It would have been obvious to one of ordinary skill in the art before the effective filing date of the claimed invention to modify the audio signal blending system (as taught by Shin in view of Al Majid) to include analyzing the plurality of first and second audio quality scores which is used to out the blended blocks (as taught by Laroche). Doing so improves output sound quality (Laroche Para. [0136]).
Regarding Claim 4, Shin in view of Al Majid, and further in view of Laroche teach wherein the DSP circuit is further configured to execute a time to frequency domain operation, on the plurality of first audio blocks and the plurality of second audio blocks to generate a plurality of third audio blocks and a plurality of fourth audio blocks, respectively, and wherein the plurality of third audio blocks and the plurality of fourth audio blocks in the frequency domain are provided to the trained machine learning model to extract the plurality of first audio parameters and the plurality of second audio parameters, respectively (Shin, first, second, and nth raw audio signals can be divided into first, second, and nth group of audio frames [201_a, 201_b, 201_c; 202_a, 202_b, 202_c; and 20N_a, 20N_b, 20N_c], Figs. 2A, 2B, and 2C, Para. [0059]; the first groups of audio frames (201_a, 202_a, . . . , 20N_a) can be processed for feature extraction to generate a spectrogram 1_1, a spectrogram 2_1, . . . , and a spectrogram N_1 [time to frequency domain operation]. The spectrogram 1_1, the spectrogram 2_1, . . . , and the spectrogram N_1 can be processed using a trained neural network 203 to generate a SNR output 1_1 indicating a SNR for the first group of audio frames 201_a, a SNR output 2_1 indicating a SNR for the first group of audio frames 202_a, . . . , and a SNR output N_1 indicating a SNR for the first group of audio frames 202_N, Fig. 2A, Para. [0061]; the second groups of audio frames (201_b, 202_b, . . . , 20N_b) can be processed for feature extraction to generate a spectrogram 1_2, a spectrogram 2_2, . . . , and a spectrogram N_2. The spectrogram 1_2, the spectrogram 2_2, . . . , and the spectrogram N_2 can be processed using the trained neural network 203, Fig. 2B, Para. [0063]; the third groups of audio frames (201_c, 202_c, . . . , 20N_c) can be processed for feature extraction to generate a spectrogram 1_3, a spectrogram 2_3, . . . , and a spectrogram N_3. The spectrogram 1_3, the spectrogram 2_3, . . . , and the spectrogram N_3 can be processed using the trained neural network 203, Fig. 2C, Para. [0064]).

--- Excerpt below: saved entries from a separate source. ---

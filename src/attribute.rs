//! Mapping of directory attributes into caller-facing attributes.

use std::collections::{BTreeMap, HashMap};
use std::fmt;
use std::sync::Arc;

use ldap3::SearchEntry;
use serde::{Deserialize, Deserializer, Serialize};
use serde_json::Value;

use crate::error::{Error, Result};

/// Normalized attributes handed to the caller.
pub type Attributes = BTreeMap<String, Value>;

/// Function applied to every raw value before type conversion.
pub type Transform = Arc<dyn Fn(&str) -> String + Send + Sync>;

/// Target type of a mapped attribute.
#[derive(
    Debug, Default, Clone, Copy, PartialEq, Eq, Serialize, Deserialize,
)]
#[serde(rename_all = "lowercase")]
pub enum AttributeType {
    /// First value as a string.
    #[default]
    String,
    /// Every value, as a list of strings.
    Array,
    /// First value as a signed integer.
    Int,
    /// First value as a boolean.
    Bool,
}

impl fmt::Display for AttributeType {
    fn fmt(&self, f: &mut fmt::Formatter<'_>) -> fmt::Result {
        let name = match self {
            Self::String => "string",
            Self::Array => "array",
            Self::Int => "int",
            Self::Bool => "bool",
        };
        f.write_str(name)
    }
}

/// One backend attribute exposed under a caller-facing name.
#[derive(Clone)]
pub struct AttributeMapEntry {
    name: String,
    attr: String,
    kind: AttributeType,
    transform: Option<Transform>,
}

impl AttributeMapEntry {
    /// Create a new [`AttributeMapEntry`] of type [`AttributeType::String`].
    pub fn new(name: impl Into<String>, attr: impl Into<String>) -> Self {
        Self {
            name: name.into(),
            attr: attr.into(),
            kind: AttributeType::default(),
            transform: None,
        }
    }

    /// Update the target type.
    pub fn kind(mut self, kind: AttributeType) -> Self {
        self.kind = kind;
        self
    }

    /// Attach a transform run on each raw value.
    pub fn transform<F>(mut self, transform: F) -> Self
    where
        F: Fn(&str) -> String + Send + Sync + 'static,
    {
        self.transform = Some(Arc::new(transform));
        self
    }

    /// Caller-facing name.
    pub fn name(&self) -> &str {
        &self.name
    }

    /// Backend attribute name.
    pub fn attr(&self) -> &str {
        &self.attr
    }

    /// Target type.
    pub fn attribute_type(&self) -> AttributeType {
        self.kind
    }

    fn convert(&self, values: &[String]) -> Result<Value> {
        let values: Vec<String> = match &self.transform {
            Some(transform) => {
                values.iter().map(|v| transform(v.as_str())).collect()
            },
            None => values.to_vec(),
        };

        let invalid = || Error::AttributeConversion {
            attribute: self.attr.clone(),
            kind: self.kind,
        };
        let first = values.first().ok_or_else(invalid)?;

        let value = match self.kind {
            AttributeType::String => Value::String(first.clone()),
            AttributeType::Array => {
                Value::Array(values.into_iter().map(Value::String).collect())
            },
            AttributeType::Int => first
                .trim()
                .parse::<i64>()
                .map(Value::from)
                .map_err(|_| invalid())?,
            AttributeType::Bool => match first.trim() {
                "TRUE" | "true" | "1" => Value::Bool(true),
                "FALSE" | "false" | "0" => Value::Bool(false),
                _ => return Err(invalid()),
            },
        };

        Ok(value)
    }
}

impl fmt::Debug for AttributeMapEntry {
    fn fmt(&self, f: &mut fmt::Formatter<'_>) -> fmt::Result {
        f.debug_struct("AttributeMapEntry")
            .field("name", &self.name)
            .field("attr", &self.attr)
            .field("kind", &self.kind)
            .field("transform", &self.transform.is_some())
            .finish()
    }
}

#[derive(Debug, Deserialize)]
#[serde(deny_unknown_fields)]
struct AttributeSpec {
    attr: String,
    #[serde(default, rename = "type")]
    kind: AttributeType,
}

/// Ordered set of [`AttributeMapEntry`].
#[derive(Debug, Clone, Default)]
pub struct AttributeMap {
    entries: Vec<AttributeMapEntry>,
}

impl<'de> Deserialize<'de> for AttributeMap {
    fn deserialize<D>(deserializer: D) -> std::result::Result<Self, D::Error>
    where
        D: Deserializer<'de>,
    {
        let specs =
            BTreeMap::<String, AttributeSpec>::deserialize(deserializer)?;

        Ok(specs
            .into_iter()
            .map(|(name, spec)| {
                AttributeMapEntry::new(name, spec.attr).kind(spec.kind)
            })
            .collect())
    }
}

impl FromIterator<AttributeMapEntry> for AttributeMap {
    fn from_iter<I: IntoIterator<Item = AttributeMapEntry>>(iter: I) -> Self {
        let mut map = Self::default();
        for entry in iter {
            map.insert(entry);
        }
        map
    }
}

impl AttributeMap {
    /// Add an entry, replacing any entry with the same caller-facing name.
    pub fn insert(&mut self, entry: AttributeMapEntry) {
        match self.entries.iter_mut().find(|e| e.name == entry.name) {
            Some(existing) => *existing = entry,
            None => self.entries.push(entry),
        }
    }

    /// Chainable [`AttributeMap::insert`].
    pub fn with(mut self, entry: AttributeMapEntry) -> Self {
        self.insert(entry);
        self
    }

    pub fn iter(&self) -> impl Iterator<Item = &AttributeMapEntry> {
        self.entries.iter()
    }

    pub fn len(&self) -> usize {
        self.entries.len()
    }

    pub fn is_empty(&self) -> bool {
        self.entries.is_empty()
    }

    /// Backend attribute names to request, without duplicates.
    pub fn backend_names(&self) -> Vec<&str> {
        let mut names: Vec<&str> = Vec::with_capacity(self.entries.len());
        for entry in &self.entries {
            if !names.iter().any(|n| n.eq_ignore_ascii_case(&entry.attr)) {
                names.push(&entry.attr);
            }
        }
        names
    }

    /// Convert a raw directory entry into caller-facing [`Attributes`].
    ///
    /// Backend attributes missing from the entry are skipped.
    pub fn map(&self, entry: &SearchEntry) -> Result<Attributes> {
        let mut attributes = Attributes::new();

        for mapping in &self.entries {
            match values(&entry.attrs, &mapping.attr) {
                Some(raw) => {
                    attributes.insert(
                        mapping.name.clone(),
                        mapping.convert(raw)?,
                    );
                },
                None => tracing::warn!(
                    dn = %entry.dn,
                    attr = %mapping.attr,
                    "found no value for mapped attribute"
                ),
            }
        }

        Ok(attributes)
    }
}

impl<'a> IntoIterator for &'a AttributeMap {
    type Item = &'a AttributeMapEntry;
    type IntoIter = std::slice::Iter<'a, AttributeMapEntry>;

    fn into_iter(self) -> Self::IntoIter {
        self.entries.iter()
    }
}

/// Values of attribute `name`, compared case-insensitively as LDAP does.
pub(crate) fn values<'a>(
    attrs: &'a HashMap<String, Vec<String>>,
    name: &str,
) -> Option<&'a [String]> {
    attrs
        .get(name)
        .or_else(|| {
            attrs
                .iter()
                .find(|(key, _)| key.eq_ignore_ascii_case(name))
                .map(|(_, v)| v)
        })
        .map(Vec::as_slice)
        .filter(|v| !v.is_empty())
}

Regarding Claim 5, Shin in view of Al Majid, and further in view of Laroche teach further comprising a first receiver and a second receiver (Shin, receivers 1, 2 and N, Fig. 1, Paras. [0036] and [0046]) that are configured to:
receive the first audio signal and the second audio signal from an audio source (Shin, receivers 1, 2, and N receive audio signals from source R, Fig. 1, Para. [0046]); and
convert, each of the first audio signal and the second audio signal to a digitized version of each of the first audio signal and the second audio signal, respectively (Shin, first, second, and nth raw audio signals can be divided into first, second, and nth group of audio frames [201_a, 201_b, 201_c; 202_a, 202_b, 202_c; and 20N_a, 20N_b, 20N_c], and are converted to digitized versions of each first and second audio signal, Figs. 2A, 2B, and 2C, Paras. [0059], [0061], [0063], and [0064]).

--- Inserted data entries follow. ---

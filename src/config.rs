//! Configuration manager.

use std::fs::File;
use std::path::{Path, PathBuf};
use std::time::Duration;

use serde::{Deserialize, Serialize};
use serde_yaml::Mapping;

use crate::directory::{DirectoryAdapter, LdapConfig, LdapDirectory};

const DEFAULT_CONFIG_PATH: &str = "config.yaml";

#[derive(Debug, thiserror::Error)]
pub enum ConfigError {
    #[error("cannot open `{}`", path.display())]
    Open {
        path: PathBuf,
        #[source]
        source: std::io::Error,
    },
    #[error("`{}` is not a valid configuration", path.display())]
    Parse {
        path: PathBuf,
        #[source]
        source: serde_yaml::Error,
    },
    #[error(transparent)]
    Adapter(#[from] crate::error::Error),
}

#[derive(Debug, Default, Clone, PartialEq, Serialize, Deserialize)]
pub struct Configuration {
    /// Related to LDAP3 configuration.
    pub ldap: Ldap,
    /// Options handed to the adapter, such as `account_filter` or
    /// `attribute_map`.
    #[serde(default)]
    pub adapter: Mapping,
    #[serde(skip)]
    path: PathBuf,
}

/// LDAP configuration.
#[derive(Debug, Default, Clone, PartialEq, Serialize, Deserialize)]
pub struct Ldap {
    /// URL of LDAP instance, e.g. `ldap://localhost:389`.
    pub address: String,
    /// Service account DN used to search users.
    pub user: Option<String>,
    /// Password of service account.
    #[serde(skip_serializing)]
    pub password: Option<String>,
    /// DN searches are rooted at.
    pub base_dn: String,
    #[serde(default)]
    pub start_tls: bool,
    /// Connection timeout, in seconds.
    pub timeout: Option<u64>,
}

impl Ldap {
    /// Build client settings.
    pub fn client_config(&self) -> crate::error::Result<LdapConfig> {
        let mut config = LdapConfig::new(&self.address, &self.base_dn)?
            .start_tls(self.start_tls);

        if let Some(user) = &self.user {
            // An empty simple bind is anonymous.
            let password = self
                .password
                .as_deref()
                .filter(|password| !password.is_empty())
                .ok_or_else(|| crate::error::Error::MissingBindPassword {
                    dn: user.clone(),
                })?;
            config = config.bind(user, password);
        }
        if let Some(timeout) = self.timeout {
            config = config.timeout(Duration::from_secs(timeout));
        }

        Ok(config)
    }
}

impl Configuration {
    pub fn path(mut self, path: PathBuf) -> Self {
        self.path = path;
        self
    }

    /// Reads the `config.yaml` file from the specified path or the default
    /// location.
    pub fn read(self) -> Result<Self, ConfigError> {
        let file_path = if self.path.as_os_str().is_empty() {
            Path::new(DEFAULT_CONFIG_PATH).to_path_buf()
        } else {
            self.path
        };

        let file = File::open(&file_path).map_err(|source| ConfigError::Open {
            path: file_path.clone(),
            source,
        })?;
        let config: Configuration =
            serde_yaml::from_reader(file).map_err(|source| {
                ConfigError::Parse {
                    path: file_path.clone(),
                    source,
                }
            })?;

        tracing::debug!(path = %file_path.display(), "configuration loaded");
        Ok(config.path(file_path))
    }

    /// Create a configured [`DirectoryAdapter`] over LDAP.
    pub fn directory_adapter(
        &self,
    ) -> Result<DirectoryAdapter<LdapDirectory>, ConfigError> {
        let client = LdapDirectory::new(self.ldap.client_config()?);
        let mut adapter = DirectoryAdapter::new(client);
        adapter.set_options(self.adapter.clone())?;
        Ok(adapter)
    }
}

Regarding Claim 15, Shin in view of Al Majid, and further in view of Laroche teach wherein each of the plurality of first audio parameters and the plurality of second audio parameters include a group consisting of a spectral centroid, a spectral flux, and a noise floor of each of the plurality of first audio blocks and the plurality of second audio blocks, respectively (Shin, the first groups of audio frames can be processed for feature extraction to generate a spectrograms which can be processed using a trained neural network 203 to generate a SNR outputs, Figs. 2A-C, Para. [0061], [0063], and [0064]).

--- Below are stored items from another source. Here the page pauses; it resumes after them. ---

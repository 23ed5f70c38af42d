//! Telemetry logic.
//! Log events are emitted with `tracing`; this module installs the
//! subscriber printing them.

use tracing_subscriber::util::TryInitError;
use tracing_subscriber::{EnvFilter, fmt, prelude::*};

const DEFAULT_DIRECTIVE: &str = "info";

/// Install a formatted subscriber filtered by `RUST_LOG`.
///
/// Falls back to `info` when `RUST_LOG` is unset or invalid.
pub fn setup_logging() -> Result<(), TryInitError> {
    let filter = EnvFilter::try_from_default_env()
        .unwrap_or_else(|_| EnvFilter::new(DEFAULT_DIRECTIVE));

    tracing_subscriber::registry()
        .with(fmt::layer().with_target(true).with_writer(std::io::stderr))
        .with(filter)
        .try_init()
}
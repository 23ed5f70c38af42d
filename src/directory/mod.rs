//! Directory (LDAP) backed identity adapter.

mod adapter;
pub mod filter;
pub mod ldap;

pub use adapter::DirectoryAdapter;
pub use filter::AccountFilter;
pub use ldap::{LdapConfig, LdapDirectory};

pub use ldap3::{Scope, SearchEntry};

use crate::error::Result;

/// Port to a directory service.
///
/// Implementations own connection pooling, timeouts and retries.
pub trait DirectoryClient: Send {
    /// Open the connection. Calling it on a live connection is a no-op.
    fn connect(&mut self) -> Result<()>;

    /// DN searches are rooted at.
    fn base(&self) -> &str;

    /// Search entries under `base` matching `filter`, returning only
    /// `attributes`.
    fn search(
        &mut self,
        base: &str,
        scope: Scope,
        filter: &str,
        attributes: &[&str],
    ) -> Result<Vec<SearchEntry>>;

    /// Check the credentials of `dn`. Returns `false` when the directory
    /// rejects them, any other failure is an error.
    ///
    /// Must not change the identity later searches run under: attribute
    /// reads happen as the service account, never as the bound user.
    fn bind(&mut self, dn: &str, password: &str) -> Result<bool>;
}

Regarding Claim 15, Shin in view of Al Majid, and further in view of Laroche teach wherein data associated with the first audio signal and data associated with the second audio signal are identical in nature (Shin, receivers 1, 2, and N receive audio signals that are identical in nature, Fig. 1, Paras. [0046] and [0047]).
Regarding Claim 16, it is similarly rejected as Claim 1. The method can be found in Shin (Fig. 3, Paras. [0065]-[0075]).
3. Claim(s) 2 and 17 are rejected under 35 U.S.C. 103 as being unpatentable over Shin (U.S. Pub. No. 2024/0304186 A1) in view of Al Majid et al. (U.S. Pub. No,. 2020/0412864 A1, hereinafter "Al Majid"), and further in view of Laroche et al. (U.S. Pub. No. 20230206936 A1, hereinafter "Laroche").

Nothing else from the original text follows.